• [Exercise directions] Write only the count of lines that hold the word "RequestKey" in the listing.

• [Provided records]
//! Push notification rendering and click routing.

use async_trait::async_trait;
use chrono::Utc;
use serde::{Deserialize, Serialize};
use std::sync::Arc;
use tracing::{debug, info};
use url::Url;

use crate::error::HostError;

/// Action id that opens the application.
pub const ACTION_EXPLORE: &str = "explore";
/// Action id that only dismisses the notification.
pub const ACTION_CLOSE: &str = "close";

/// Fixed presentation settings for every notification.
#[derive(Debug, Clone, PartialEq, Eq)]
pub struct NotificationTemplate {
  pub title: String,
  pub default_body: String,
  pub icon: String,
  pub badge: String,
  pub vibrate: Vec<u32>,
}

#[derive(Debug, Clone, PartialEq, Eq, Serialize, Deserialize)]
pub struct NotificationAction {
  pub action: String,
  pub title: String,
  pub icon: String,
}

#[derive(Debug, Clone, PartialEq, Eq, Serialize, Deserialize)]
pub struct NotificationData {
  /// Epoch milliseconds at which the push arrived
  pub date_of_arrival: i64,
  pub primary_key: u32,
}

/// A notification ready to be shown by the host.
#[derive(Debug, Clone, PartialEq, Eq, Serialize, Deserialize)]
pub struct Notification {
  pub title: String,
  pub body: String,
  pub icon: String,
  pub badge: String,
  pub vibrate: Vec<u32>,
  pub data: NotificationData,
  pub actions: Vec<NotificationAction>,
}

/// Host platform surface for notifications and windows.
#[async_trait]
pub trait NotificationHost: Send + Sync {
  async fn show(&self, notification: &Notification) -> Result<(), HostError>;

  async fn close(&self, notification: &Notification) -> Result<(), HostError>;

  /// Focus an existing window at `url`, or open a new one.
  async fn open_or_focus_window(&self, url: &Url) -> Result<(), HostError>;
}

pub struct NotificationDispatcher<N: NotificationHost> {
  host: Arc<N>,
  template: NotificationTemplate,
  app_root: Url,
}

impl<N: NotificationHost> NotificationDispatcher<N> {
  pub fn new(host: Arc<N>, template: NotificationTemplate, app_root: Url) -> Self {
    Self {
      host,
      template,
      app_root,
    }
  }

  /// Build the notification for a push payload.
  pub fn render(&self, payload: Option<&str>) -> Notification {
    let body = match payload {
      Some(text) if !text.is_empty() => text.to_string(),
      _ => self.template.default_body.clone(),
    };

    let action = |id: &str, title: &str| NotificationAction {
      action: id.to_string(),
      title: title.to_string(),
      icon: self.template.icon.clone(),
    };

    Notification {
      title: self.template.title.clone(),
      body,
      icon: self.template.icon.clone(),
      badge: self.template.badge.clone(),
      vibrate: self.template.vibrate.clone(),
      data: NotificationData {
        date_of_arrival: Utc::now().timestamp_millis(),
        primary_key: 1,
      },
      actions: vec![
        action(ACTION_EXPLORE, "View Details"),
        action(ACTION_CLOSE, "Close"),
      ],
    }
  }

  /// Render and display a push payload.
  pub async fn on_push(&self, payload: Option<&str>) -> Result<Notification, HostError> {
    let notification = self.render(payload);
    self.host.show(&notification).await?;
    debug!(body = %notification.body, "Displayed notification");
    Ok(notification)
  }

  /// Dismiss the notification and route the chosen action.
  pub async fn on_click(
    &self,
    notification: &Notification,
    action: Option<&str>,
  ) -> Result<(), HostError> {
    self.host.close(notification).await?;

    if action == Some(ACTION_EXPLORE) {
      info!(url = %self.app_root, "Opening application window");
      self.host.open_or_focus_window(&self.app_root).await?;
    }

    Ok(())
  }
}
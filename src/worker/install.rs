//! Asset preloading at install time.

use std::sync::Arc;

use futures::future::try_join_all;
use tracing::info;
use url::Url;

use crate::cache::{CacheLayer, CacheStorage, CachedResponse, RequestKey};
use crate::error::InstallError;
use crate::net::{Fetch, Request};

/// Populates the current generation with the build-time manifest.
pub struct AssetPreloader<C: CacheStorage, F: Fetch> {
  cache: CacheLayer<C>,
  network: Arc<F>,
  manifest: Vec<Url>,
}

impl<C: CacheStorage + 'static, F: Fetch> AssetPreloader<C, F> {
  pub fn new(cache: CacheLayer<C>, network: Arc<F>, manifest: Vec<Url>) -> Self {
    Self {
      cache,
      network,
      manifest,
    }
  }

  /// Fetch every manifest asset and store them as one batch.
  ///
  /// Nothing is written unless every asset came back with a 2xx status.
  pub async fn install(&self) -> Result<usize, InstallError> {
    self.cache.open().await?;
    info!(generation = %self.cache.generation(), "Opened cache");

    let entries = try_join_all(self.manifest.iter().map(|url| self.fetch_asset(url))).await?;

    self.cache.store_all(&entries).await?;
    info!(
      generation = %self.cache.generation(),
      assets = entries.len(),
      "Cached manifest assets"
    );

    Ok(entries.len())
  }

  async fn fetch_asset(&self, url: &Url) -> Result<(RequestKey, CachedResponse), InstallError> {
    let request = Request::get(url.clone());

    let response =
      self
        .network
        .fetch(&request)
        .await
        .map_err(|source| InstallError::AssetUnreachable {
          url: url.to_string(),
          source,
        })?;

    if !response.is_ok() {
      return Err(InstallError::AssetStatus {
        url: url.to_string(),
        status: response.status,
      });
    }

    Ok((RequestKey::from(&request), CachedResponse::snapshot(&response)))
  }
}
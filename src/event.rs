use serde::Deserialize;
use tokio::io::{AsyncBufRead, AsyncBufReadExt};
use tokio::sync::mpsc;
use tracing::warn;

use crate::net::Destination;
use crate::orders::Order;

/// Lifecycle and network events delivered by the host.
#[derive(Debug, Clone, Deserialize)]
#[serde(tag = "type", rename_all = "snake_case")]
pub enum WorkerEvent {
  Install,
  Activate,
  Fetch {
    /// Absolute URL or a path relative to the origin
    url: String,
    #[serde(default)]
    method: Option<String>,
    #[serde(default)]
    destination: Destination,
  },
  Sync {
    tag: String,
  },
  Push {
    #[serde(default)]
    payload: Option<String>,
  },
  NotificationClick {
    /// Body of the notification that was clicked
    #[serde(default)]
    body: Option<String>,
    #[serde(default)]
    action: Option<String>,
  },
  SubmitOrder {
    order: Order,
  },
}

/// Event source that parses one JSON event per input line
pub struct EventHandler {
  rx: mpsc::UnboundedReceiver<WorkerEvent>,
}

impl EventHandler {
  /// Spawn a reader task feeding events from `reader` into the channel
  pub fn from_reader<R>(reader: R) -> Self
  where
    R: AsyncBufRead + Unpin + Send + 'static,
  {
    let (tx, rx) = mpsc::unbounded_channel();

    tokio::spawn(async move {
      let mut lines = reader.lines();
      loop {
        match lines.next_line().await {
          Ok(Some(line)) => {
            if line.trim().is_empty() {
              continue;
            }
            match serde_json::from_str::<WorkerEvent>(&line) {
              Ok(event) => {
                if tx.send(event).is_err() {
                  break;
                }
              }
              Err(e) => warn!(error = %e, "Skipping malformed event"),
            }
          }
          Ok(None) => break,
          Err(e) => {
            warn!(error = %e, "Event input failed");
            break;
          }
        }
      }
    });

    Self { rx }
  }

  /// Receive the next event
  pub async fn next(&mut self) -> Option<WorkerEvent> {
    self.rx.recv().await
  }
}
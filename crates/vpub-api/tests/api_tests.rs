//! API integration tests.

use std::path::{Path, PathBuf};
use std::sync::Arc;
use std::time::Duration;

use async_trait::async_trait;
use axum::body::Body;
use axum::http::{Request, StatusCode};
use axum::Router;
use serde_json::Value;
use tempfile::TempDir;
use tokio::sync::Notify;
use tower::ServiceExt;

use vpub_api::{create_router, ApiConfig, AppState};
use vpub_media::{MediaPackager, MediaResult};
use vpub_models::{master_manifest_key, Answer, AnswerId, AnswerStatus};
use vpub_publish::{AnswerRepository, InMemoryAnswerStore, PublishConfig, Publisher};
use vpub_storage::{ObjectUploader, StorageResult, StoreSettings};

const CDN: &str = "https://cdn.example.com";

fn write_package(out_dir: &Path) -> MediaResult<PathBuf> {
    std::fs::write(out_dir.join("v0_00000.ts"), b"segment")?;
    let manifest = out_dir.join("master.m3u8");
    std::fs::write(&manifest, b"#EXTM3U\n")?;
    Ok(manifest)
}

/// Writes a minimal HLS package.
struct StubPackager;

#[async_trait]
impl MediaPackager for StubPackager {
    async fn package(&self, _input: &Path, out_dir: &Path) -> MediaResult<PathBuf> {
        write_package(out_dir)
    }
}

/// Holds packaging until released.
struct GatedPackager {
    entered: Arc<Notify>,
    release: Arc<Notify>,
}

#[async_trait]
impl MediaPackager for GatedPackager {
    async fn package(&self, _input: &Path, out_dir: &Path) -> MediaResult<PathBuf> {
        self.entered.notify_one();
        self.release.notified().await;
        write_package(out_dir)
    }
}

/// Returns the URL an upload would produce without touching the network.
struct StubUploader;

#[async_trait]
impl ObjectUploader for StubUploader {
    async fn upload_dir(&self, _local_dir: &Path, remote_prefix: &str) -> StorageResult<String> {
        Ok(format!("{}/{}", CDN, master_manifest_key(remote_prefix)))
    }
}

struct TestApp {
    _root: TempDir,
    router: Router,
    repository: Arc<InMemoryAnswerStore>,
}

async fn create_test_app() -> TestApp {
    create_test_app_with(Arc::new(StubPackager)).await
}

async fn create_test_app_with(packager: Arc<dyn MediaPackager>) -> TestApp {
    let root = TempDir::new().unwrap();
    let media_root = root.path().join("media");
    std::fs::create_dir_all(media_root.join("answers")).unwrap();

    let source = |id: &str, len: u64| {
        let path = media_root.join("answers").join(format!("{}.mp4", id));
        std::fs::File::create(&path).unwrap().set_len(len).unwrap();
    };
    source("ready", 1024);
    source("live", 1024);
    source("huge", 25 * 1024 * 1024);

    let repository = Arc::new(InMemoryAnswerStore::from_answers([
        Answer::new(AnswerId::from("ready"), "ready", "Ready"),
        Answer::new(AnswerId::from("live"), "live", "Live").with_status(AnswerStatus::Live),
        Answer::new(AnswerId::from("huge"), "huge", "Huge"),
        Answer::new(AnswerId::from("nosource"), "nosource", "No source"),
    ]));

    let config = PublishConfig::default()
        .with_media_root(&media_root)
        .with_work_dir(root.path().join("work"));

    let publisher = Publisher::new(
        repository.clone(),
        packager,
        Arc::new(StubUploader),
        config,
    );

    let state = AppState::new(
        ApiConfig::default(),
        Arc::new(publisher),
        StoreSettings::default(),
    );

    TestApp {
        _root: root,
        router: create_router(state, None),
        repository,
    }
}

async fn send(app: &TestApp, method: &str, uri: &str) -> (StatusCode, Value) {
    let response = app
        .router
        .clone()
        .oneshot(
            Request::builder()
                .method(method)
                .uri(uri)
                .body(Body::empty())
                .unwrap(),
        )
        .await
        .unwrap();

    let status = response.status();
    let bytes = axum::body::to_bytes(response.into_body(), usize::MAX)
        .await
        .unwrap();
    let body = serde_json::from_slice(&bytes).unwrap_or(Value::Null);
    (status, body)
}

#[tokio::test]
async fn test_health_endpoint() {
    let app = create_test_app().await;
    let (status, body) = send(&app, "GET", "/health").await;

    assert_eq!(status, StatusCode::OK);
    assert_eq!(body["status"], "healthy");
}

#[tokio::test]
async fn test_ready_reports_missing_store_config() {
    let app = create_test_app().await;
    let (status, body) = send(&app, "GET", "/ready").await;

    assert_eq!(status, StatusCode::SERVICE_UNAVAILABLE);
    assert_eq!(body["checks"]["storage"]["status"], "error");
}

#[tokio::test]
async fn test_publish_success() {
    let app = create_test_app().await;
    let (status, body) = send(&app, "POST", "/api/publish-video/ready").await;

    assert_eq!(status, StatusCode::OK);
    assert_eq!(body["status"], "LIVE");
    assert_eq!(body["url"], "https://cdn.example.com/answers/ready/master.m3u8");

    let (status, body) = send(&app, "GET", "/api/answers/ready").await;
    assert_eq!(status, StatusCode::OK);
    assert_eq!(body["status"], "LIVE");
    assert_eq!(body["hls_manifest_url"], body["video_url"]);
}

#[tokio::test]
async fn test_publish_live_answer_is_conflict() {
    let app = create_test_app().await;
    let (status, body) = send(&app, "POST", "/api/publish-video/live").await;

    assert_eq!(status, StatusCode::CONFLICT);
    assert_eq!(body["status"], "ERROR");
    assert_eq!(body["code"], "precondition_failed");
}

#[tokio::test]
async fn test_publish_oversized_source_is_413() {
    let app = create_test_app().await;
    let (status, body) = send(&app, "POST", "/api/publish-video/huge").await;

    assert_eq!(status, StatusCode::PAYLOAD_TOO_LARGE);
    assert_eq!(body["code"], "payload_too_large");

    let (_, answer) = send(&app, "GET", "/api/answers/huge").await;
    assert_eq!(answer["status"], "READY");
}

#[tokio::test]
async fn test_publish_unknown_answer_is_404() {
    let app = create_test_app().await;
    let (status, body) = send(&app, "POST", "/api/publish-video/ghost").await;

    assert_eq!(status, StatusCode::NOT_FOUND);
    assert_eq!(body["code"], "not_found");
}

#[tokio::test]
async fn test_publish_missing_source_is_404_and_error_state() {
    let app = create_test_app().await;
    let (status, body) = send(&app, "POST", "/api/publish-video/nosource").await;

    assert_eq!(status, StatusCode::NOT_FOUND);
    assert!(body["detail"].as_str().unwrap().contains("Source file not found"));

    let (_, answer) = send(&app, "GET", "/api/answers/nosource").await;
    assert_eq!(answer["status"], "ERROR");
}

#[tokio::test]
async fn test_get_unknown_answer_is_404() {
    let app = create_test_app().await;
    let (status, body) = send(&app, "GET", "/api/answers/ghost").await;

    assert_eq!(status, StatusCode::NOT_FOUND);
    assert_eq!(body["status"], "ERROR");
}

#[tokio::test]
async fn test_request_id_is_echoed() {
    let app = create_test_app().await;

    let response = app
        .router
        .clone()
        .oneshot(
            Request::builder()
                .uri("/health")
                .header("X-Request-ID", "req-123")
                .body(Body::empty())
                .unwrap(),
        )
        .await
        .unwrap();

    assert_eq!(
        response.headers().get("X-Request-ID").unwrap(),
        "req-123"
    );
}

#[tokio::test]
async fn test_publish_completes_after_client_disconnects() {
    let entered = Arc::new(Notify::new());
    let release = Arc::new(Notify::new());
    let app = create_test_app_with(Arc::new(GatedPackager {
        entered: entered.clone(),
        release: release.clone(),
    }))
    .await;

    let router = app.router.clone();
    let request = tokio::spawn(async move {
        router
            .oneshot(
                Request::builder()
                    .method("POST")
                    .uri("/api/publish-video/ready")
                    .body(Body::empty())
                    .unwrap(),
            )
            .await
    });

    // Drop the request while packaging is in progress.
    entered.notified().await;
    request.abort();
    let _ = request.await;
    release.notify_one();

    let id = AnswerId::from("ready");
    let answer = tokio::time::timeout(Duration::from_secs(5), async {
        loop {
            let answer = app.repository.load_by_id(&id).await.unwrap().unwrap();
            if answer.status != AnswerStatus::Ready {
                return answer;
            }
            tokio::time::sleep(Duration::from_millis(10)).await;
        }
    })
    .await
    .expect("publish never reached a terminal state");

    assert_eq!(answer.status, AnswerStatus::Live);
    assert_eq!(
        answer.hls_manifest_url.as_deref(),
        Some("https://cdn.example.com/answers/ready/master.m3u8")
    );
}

* * *

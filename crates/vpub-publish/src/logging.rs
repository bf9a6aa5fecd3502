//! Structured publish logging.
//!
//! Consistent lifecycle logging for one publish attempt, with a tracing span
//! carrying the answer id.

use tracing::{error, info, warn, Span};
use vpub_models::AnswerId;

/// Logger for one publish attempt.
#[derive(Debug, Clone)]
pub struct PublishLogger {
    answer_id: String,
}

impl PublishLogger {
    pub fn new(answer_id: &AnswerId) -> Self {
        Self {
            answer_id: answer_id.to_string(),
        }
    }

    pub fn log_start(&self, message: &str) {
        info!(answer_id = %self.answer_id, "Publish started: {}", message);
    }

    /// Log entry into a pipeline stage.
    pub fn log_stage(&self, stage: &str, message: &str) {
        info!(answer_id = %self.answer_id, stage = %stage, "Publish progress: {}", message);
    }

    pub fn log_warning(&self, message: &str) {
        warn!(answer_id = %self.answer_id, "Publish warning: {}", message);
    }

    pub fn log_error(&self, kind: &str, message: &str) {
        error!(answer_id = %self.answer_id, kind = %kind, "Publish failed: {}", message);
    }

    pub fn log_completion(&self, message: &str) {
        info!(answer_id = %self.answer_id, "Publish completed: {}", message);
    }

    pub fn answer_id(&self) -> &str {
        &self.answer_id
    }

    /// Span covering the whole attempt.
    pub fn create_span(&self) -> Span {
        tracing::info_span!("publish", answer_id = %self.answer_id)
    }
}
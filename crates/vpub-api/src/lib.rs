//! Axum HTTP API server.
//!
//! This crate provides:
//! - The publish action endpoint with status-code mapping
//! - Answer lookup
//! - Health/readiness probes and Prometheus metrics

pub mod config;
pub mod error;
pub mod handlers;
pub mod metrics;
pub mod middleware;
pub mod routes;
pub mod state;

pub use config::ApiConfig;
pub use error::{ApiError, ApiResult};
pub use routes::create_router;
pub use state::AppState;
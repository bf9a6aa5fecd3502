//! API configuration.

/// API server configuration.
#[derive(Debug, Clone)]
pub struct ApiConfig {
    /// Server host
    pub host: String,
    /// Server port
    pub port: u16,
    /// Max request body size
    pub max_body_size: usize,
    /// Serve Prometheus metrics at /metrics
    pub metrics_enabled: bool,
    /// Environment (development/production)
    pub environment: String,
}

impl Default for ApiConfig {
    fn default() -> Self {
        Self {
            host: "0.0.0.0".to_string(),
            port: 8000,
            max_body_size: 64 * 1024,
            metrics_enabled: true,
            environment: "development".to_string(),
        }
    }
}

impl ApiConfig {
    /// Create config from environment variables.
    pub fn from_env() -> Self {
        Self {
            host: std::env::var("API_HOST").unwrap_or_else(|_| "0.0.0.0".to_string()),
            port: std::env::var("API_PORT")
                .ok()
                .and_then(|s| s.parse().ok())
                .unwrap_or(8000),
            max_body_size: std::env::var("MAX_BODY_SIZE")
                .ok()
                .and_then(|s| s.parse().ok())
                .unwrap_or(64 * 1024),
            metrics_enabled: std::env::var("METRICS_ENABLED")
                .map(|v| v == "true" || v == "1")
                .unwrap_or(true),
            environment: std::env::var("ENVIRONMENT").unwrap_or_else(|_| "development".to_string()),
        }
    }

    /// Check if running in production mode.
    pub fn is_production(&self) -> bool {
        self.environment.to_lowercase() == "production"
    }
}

• [Written answer] 3